• **INFORMATION GIVEN**:
● ● ●
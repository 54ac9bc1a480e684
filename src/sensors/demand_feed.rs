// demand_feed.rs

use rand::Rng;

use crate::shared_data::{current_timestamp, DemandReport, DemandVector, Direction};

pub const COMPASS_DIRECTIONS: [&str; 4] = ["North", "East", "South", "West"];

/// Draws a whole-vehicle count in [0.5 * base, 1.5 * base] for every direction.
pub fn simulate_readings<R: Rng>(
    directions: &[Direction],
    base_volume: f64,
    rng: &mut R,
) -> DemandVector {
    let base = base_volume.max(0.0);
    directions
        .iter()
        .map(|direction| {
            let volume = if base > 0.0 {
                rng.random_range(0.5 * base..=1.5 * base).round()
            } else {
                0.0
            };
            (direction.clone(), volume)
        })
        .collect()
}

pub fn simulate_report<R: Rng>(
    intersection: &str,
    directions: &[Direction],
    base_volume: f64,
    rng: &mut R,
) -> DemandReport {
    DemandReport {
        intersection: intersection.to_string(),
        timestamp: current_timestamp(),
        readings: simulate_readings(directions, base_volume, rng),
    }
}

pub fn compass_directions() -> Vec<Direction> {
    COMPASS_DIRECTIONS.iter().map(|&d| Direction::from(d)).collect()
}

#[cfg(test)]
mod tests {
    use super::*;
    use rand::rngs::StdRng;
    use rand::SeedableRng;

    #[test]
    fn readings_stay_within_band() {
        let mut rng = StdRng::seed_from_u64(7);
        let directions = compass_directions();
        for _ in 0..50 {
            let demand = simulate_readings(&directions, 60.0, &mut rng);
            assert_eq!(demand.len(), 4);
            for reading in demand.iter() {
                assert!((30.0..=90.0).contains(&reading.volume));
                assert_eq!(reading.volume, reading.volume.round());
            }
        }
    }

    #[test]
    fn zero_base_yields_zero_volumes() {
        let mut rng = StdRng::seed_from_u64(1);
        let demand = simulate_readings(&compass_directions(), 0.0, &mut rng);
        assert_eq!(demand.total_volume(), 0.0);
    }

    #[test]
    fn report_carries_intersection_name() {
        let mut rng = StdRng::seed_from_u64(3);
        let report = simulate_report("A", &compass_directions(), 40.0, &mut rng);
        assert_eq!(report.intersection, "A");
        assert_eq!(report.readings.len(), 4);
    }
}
● ● ●
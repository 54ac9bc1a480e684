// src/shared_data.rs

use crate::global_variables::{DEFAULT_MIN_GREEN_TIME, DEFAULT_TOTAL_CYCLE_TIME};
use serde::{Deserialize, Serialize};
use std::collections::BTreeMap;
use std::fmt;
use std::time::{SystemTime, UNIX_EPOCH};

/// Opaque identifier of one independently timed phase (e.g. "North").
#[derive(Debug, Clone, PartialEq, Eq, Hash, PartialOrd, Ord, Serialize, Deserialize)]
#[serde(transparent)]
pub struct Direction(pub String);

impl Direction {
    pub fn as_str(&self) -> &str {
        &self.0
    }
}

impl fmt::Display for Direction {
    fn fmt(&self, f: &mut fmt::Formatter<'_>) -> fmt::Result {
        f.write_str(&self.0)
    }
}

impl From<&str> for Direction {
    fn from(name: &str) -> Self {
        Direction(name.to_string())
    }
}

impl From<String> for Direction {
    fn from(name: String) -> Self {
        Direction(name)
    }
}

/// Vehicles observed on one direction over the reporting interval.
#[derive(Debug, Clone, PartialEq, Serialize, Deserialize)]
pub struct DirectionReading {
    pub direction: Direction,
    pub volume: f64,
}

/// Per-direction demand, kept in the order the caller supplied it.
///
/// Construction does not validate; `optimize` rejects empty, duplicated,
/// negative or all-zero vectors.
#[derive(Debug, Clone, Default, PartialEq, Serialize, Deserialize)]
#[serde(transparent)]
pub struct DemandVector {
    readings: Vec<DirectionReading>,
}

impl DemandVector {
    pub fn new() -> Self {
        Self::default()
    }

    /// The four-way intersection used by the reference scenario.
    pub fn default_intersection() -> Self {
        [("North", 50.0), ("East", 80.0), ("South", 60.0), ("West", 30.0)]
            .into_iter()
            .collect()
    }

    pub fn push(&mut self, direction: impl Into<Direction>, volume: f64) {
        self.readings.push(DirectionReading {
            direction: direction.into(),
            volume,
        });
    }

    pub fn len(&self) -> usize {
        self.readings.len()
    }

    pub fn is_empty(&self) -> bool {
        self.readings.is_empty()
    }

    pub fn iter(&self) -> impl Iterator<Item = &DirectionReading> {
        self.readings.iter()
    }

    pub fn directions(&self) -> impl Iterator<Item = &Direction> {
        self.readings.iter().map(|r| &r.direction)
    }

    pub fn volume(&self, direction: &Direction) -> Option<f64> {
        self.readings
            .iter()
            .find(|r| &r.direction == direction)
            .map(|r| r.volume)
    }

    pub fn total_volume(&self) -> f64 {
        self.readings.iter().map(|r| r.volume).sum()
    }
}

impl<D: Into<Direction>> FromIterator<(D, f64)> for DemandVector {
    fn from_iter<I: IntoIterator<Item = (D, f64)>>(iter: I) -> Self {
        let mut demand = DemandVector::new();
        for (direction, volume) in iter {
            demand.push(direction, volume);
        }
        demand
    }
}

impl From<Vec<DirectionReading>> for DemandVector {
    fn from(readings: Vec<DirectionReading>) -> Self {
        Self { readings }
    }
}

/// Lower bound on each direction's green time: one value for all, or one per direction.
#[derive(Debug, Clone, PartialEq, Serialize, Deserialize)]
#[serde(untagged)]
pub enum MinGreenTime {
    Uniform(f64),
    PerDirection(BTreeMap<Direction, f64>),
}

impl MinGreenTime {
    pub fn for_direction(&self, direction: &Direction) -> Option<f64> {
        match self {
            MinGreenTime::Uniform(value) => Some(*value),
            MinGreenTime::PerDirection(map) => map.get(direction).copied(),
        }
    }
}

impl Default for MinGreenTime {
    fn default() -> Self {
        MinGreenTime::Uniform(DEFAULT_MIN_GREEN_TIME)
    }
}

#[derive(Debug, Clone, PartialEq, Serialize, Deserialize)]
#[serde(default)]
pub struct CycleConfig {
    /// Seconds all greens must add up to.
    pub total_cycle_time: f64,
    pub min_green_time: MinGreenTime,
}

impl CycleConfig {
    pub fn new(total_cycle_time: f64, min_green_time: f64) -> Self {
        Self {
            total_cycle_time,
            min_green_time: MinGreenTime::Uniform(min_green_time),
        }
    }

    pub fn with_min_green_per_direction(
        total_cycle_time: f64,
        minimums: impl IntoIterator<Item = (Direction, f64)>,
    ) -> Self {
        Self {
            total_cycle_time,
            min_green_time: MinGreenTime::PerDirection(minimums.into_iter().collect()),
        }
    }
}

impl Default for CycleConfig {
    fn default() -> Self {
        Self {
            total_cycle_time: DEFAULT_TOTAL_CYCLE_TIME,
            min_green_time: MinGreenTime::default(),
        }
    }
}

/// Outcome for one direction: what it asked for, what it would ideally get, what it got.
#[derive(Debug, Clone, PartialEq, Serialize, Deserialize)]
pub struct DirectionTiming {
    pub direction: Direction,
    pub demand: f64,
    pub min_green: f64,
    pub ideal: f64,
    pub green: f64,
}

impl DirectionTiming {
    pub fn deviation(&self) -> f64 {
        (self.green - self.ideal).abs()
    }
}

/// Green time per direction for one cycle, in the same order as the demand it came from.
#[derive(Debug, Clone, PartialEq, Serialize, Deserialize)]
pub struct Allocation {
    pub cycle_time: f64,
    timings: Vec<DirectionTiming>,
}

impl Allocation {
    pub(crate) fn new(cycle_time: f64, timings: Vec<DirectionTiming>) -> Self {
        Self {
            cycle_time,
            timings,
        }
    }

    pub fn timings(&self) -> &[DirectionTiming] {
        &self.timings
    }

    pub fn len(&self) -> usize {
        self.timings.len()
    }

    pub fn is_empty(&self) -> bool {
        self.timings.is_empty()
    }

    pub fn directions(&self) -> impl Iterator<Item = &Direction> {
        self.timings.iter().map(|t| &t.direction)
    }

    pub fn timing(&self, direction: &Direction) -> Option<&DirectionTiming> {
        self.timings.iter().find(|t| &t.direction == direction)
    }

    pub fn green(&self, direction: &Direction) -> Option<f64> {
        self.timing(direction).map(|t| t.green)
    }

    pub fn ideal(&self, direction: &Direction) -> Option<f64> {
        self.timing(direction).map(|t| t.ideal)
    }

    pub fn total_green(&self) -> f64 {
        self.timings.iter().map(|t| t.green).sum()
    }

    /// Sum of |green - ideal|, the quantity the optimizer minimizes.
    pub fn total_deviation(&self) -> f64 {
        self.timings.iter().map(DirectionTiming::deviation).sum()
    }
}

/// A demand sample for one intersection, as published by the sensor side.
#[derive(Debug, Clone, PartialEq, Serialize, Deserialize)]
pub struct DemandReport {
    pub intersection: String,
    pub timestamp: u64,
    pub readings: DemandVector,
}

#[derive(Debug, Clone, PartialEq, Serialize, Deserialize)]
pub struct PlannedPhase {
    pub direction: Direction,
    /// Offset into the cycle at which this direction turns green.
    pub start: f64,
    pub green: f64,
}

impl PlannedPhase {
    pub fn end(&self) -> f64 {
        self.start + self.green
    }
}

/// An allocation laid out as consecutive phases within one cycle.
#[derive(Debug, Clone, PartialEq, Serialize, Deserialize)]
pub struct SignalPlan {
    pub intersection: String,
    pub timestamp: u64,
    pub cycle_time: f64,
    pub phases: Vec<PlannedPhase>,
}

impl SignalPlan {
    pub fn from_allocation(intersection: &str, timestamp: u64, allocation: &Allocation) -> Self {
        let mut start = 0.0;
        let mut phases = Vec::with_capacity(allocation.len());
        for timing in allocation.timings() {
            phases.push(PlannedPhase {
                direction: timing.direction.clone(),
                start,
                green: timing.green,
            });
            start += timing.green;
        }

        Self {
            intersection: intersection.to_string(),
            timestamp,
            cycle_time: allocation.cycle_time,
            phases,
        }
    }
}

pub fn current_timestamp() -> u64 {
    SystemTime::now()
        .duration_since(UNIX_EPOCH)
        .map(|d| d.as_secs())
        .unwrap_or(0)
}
● ● ●
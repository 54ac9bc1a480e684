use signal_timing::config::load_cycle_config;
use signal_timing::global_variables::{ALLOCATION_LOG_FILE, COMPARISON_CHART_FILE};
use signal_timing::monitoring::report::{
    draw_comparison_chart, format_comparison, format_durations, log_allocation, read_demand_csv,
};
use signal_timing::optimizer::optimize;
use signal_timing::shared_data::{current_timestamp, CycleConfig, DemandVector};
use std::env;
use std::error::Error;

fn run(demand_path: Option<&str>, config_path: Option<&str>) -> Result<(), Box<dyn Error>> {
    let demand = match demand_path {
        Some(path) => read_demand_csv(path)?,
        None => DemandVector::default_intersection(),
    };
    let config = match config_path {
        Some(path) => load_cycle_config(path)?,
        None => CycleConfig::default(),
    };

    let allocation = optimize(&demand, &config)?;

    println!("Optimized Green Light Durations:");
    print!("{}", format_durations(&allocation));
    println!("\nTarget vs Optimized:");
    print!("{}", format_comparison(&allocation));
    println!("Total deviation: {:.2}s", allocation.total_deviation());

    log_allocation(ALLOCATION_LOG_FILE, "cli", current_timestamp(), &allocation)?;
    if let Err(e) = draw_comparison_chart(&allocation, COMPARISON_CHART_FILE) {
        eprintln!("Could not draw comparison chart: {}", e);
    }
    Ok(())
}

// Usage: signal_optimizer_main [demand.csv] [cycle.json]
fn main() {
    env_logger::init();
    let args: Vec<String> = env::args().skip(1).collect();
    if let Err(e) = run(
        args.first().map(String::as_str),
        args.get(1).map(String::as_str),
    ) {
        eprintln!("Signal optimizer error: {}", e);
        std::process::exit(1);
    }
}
● ● ●
• **BRIEF**: Your reply should be only the number of lines in the records above that include "find".

• **EXERCISE RESULT**: 2